Geological Consultant
4 年I cannot but agree, except that it is a pleasant and often rewarding exercise to browse paper publications on library shelves. However, that has now been made physically impossible by the administration of the university in the city where I live and no doubt by the administrations of others. The once excellent Science Library is now a School of Business Studies, or something, and the former excellent library is buried somewhere in a computerised system in another suburb. It is interesting that despite the "high profile" of certain expensive journals in the western world there is some easily obtainable and very sound literature, published in English, on the other side of the former "iron curtain". Open access is a great idea; but I will start to worry when "bots" get hold of quantum computing to run their artificial intelligence and start to publish their own scientific investigations. I just hope they won't get involved in political "science" and social studies and start contemplating certain logical but utterly unethical resolutions to our problems.
Passionate geoscientist dedicated to methodically uncovering mineral deposits, with a keen interest in critical metals.
4 年I agree with you.
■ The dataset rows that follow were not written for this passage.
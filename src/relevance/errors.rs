//! Relevance service error types.
//!
//! None of these reach the consumer: the relevance client turns every one
//! into a pass-through.

use thiserror::Error;

#[derive(Debug, Error)]
pub enum RelevanceError {
    #[error("relevance request failed (HTTP {status}): {body}")]
    Http { status: u16, body: String },

    #[error("relevance request failed: {reason}")]
    RequestFailed { reason: String },

    #[error("relevance request timed out after {timeout_ms}ms")]
    Timeout { timeout_ms: u64 },

    #[error("malformed relevance response: {reason}")]
    Malformed { reason: String },

    #[error("relevance circuit is open")]
    CircuitOpen,
}
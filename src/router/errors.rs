//! Router error types and their JSON-RPC codes.

use thiserror::Error;

use crate::backend::types::error_codes;
use crate::backend::BackendError;

/// Errors returned to the consumer by the router.
#[derive(Debug, Error)]
pub enum RouterError {
    #[error("capability not found: '{name}'")]
    CapabilityNotFound { name: String },

    #[error("backend '{backend}' is unavailable: {reason}")]
    BackendUnavailable { backend: String, reason: String },

    /// The backend's own error, passed through unchanged.
    #[error("backend '{backend}' reported error [{code}]: {message}")]
    Invocation {
        backend: String,
        code: i32,
        message: String,
        data: Option<serde_json::Value>,
    },

    #[error("protocol error from backend '{backend}': {reason}")]
    Protocol { backend: String, reason: String },

    #[error("invalid capability name '{name}': expected '<backend>::<capability>'")]
    InvalidName { name: String },
}

impl RouterError {
    /// JSON-RPC error code for the consumer response.
    pub fn code(&self) -> i32 {
        match self {
            Self::CapabilityNotFound { .. } => error_codes::CAPABILITY_NOT_FOUND,
            Self::BackendUnavailable { .. } => error_codes::BACKEND_UNAVAILABLE,
            Self::Invocation { code, .. } => *code,
            Self::Protocol { .. } => error_codes::INTERNAL_ERROR,
            Self::InvalidName { .. } => error_codes::INVALID_PARAMS,
        }
    }

    /// Message for the consumer response. Invocation errors keep the
    /// backend's message verbatim.
    pub fn message(&self) -> String {
        match self {
            Self::Invocation { message, .. } => message.clone(),
            other => other.to_string(),
        }
    }

    /// Extra data for the consumer response.
    pub fn data(&self) -> Option<serde_json::Value> {
        match self {
            Self::Invocation { data, .. } => data.clone(),
            Self::BackendUnavailable { backend, .. } | Self::Protocol { backend, .. } => {
                Some(serde_json::json!({ "backend": backend }))
            }
            Self::CapabilityNotFound { name } | Self::InvalidName { name } => {
                Some(serde_json::json!({ "name": name }))
            }
        }
    }
}

impl From<BackendError> for RouterError {
    fn from(err: BackendError) -> Self {
        match err {
            BackendError::Invocation {
                backend,
                code,
                message,
                data,
            } => Self::Invocation {
                backend,
                code,
                message,
                data,
            },
            BackendError::Protocol { backend, reason } => Self::Protocol { backend, reason },
            other => Self::BackendUnavailable {
                backend: other.backend().to_string(),
                reason: other.to_string(),
            },
        }
    }
}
I always struggled to access journals and papers in college here in Zimbabwe as the prices are ridiculously high for us. Learning a lot from your posts.
Consultant Geologist/Mineralogist at Sole trader
5 年Excellent. Thanks Jun for posting this and showing off the emperor's new clothes.
Exploration Manager at Westar Resources Ltd
5 年No worries, Jun. It was a bit of an eye opener for me.